(The input Opens)
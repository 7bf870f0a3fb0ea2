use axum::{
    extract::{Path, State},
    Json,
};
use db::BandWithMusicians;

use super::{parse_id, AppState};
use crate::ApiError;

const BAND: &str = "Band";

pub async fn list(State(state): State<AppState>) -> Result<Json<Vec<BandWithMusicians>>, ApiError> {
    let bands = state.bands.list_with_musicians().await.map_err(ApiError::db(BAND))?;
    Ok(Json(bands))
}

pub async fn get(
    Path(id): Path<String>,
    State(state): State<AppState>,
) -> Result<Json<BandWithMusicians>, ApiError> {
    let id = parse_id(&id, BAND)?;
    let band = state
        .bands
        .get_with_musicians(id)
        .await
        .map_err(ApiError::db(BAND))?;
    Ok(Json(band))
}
(The input Closes)
(The input Opens)
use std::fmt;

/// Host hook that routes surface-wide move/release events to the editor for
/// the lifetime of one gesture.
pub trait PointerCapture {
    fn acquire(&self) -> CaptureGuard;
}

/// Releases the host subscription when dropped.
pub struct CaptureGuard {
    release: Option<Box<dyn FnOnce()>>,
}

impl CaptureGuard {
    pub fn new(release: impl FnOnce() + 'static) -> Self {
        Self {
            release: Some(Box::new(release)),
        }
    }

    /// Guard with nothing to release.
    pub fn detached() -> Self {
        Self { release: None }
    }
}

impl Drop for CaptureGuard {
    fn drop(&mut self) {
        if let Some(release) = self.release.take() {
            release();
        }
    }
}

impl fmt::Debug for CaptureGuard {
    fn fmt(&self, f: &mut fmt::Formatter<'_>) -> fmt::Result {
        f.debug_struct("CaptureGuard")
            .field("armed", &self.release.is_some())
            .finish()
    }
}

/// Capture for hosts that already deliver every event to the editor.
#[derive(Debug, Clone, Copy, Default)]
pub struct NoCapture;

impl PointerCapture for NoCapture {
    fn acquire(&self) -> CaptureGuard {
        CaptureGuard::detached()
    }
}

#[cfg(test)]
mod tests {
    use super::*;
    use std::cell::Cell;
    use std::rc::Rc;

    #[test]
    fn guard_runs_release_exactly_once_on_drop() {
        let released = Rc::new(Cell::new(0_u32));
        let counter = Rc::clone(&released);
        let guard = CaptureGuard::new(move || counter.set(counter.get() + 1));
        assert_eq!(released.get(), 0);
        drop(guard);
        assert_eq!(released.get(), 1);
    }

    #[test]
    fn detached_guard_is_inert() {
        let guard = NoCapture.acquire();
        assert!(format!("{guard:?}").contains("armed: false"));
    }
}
(The input Closes)
* [Task instructions] What lines in the entries above include the string "move"? Return each one.

* [Response to the exercise]
/// Host hook that routes surface-wide move/release events to the editor for
        let guard = CaptureGuard::new(move || counter.set(counter.get() + 1));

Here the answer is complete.